Kapolres Ende AKBP Yudhi Franata, S.I.K., M.H., M.Tr.Opsla mengatakan dalam Press Releasse hasil pemeriksaan melalui tes urine, keduanya terbukti positif mengonsumsi narkoba. Barang haram tersebut dipesan dari Surabaya melalui jasa pengiriman ekspedisi pada akhir Januari lalu.​Tersangka ​IN alias DOSEN (39), merupakan warga RT 004/RW 002, Kelurahan Kota Raja, Kecamatan Ende Utara , sementara ​DMB alias GIO (26), adalah warga RT 001/RW 001, Desa Mbobhenga, Kecamatan Nangapenda.​Keduanya saat ini telah ditahan di sel tahanan Polres Ende sejak 8 Februari 2026. Ucapya.

Pihak penyidik juga telah mengirimkan berkas perkara ke Jaksa Penuntut Umum pada tanggal 23 Februari 2026 untuk proses hukum lebih lanjut dan Keduanya dijerat dengan Pasal 609 ayat (1) huruf (a) UU No. 1 Tahun 2023 serta Pasal 114 ayat (1), Pasal 132 ayat (1) Jo Pasal 127 ayat (1) huruf (a) UU No. 35 Tahun 2009 tentang Narkotika dan terancam hukuman pidana penjara paling singkat 4 tahun dan paling lama 20 tahun, serta denda minimal sebesar Rp800.000.000. Ujarnya.
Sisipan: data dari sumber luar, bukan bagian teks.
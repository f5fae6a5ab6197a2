//! Canvas 2D surface - immediate-mode drawing on an HtmlCanvasElement

use super::surface::{Color, DrawSurface};
use crate::error::OverlayError;
use wasm_bindgen::JsCast;
use web_sys::{CanvasRenderingContext2d, HtmlCanvasElement};

pub struct Canvas2dSurface {
    canvas: HtmlCanvasElement,
    context: CanvasRenderingContext2d,
}

impl Canvas2dSurface {
    pub fn new(canvas: HtmlCanvasElement) -> Result<Self, OverlayError> {
        let context = canvas
            .get_context("2d")
            .map_err(|_| OverlayError::ContextUnavailable)?
            .ok_or(OverlayError::ContextUnavailable)?
            .dyn_into::<CanvasRenderingContext2d>()
            .map_err(|_| OverlayError::ContextUnavailable)?;

        Ok(Self { canvas, context })
    }
}

impl DrawSurface for Canvas2dSurface {
    fn size(&self) -> (u32, u32) {
        (self.canvas.width(), self.canvas.height())
    }

    fn resize(&mut self, width: u32, height: u32) {
        // Resizing resets the context state, styles are set again per render
        self.canvas.set_width(width);
        self.canvas.set_height(height);
    }

    fn clear(&mut self) {
        let (w, h) = self.size();
        self.context.clear_rect(0.0, 0.0, w as f64, h as f64);
    }

    fn set_line_width(&mut self, width: f64) {
        self.context.set_line_width(width);
    }

    fn set_stroke_color(&mut self, color: Color) {
        self.context.set_stroke_style_str(&color.to_css());
    }

    fn set_fill_color(&mut self, color: Color) {
        self.context.set_fill_style_str(&color.to_css());
    }

    fn stroke_line(&mut self, from: (f64, f64), to: (f64, f64)) {
        self.context.begin_path();
        self.context.move_to(from.0, from.1);
        self.context.line_to(to.0, to.1);
        self.context.stroke();
    }

    fn fill_circle(&mut self, center: (f64, f64), radius: f64) {
        self.context.begin_path();
        if self
            .context
            .arc(center.0, center.1, radius, 0.0, std::f64::consts::TAU)
            .is_ok()
        {
            self.context.fill();
        }
    }
}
Dalam sebuah pernyataan tegas, pihak kepolisian memastikan tidak akan ada ruang gerak bagi para pelaku penyalahgunaan barang haram tersebut. ​"Untuk narkoba, kita sudah tidak ada ampun lagi di Polres Ende," Ujarnya.
​Langkah preventif dan represif ini menyasar seluruh lapisan tanpa pandang bulu. Pihak kepolisian menekankan bahwa tindakan tegas akan diambil baik terhadap mereka yang berperan sebagai pengedar maupun masyarakat yang sekadar menjadi pemakai.
​​"Tidak ada ampun, tetap akan kita proses lebih lanjut sesuai dengan aturan hukum yang berlaku," pungkasnya.

​Dengan pernyataan ini, Kapolres Ende mengimbau masyarakat untuk menjauhi narkoba dan bekerja sama dengan pihak kepolisian dalam melaporkan jika melihat adanya aktivitas mencurigakan terkait peredaran barang terlarang tersebut di lingkungan mereka.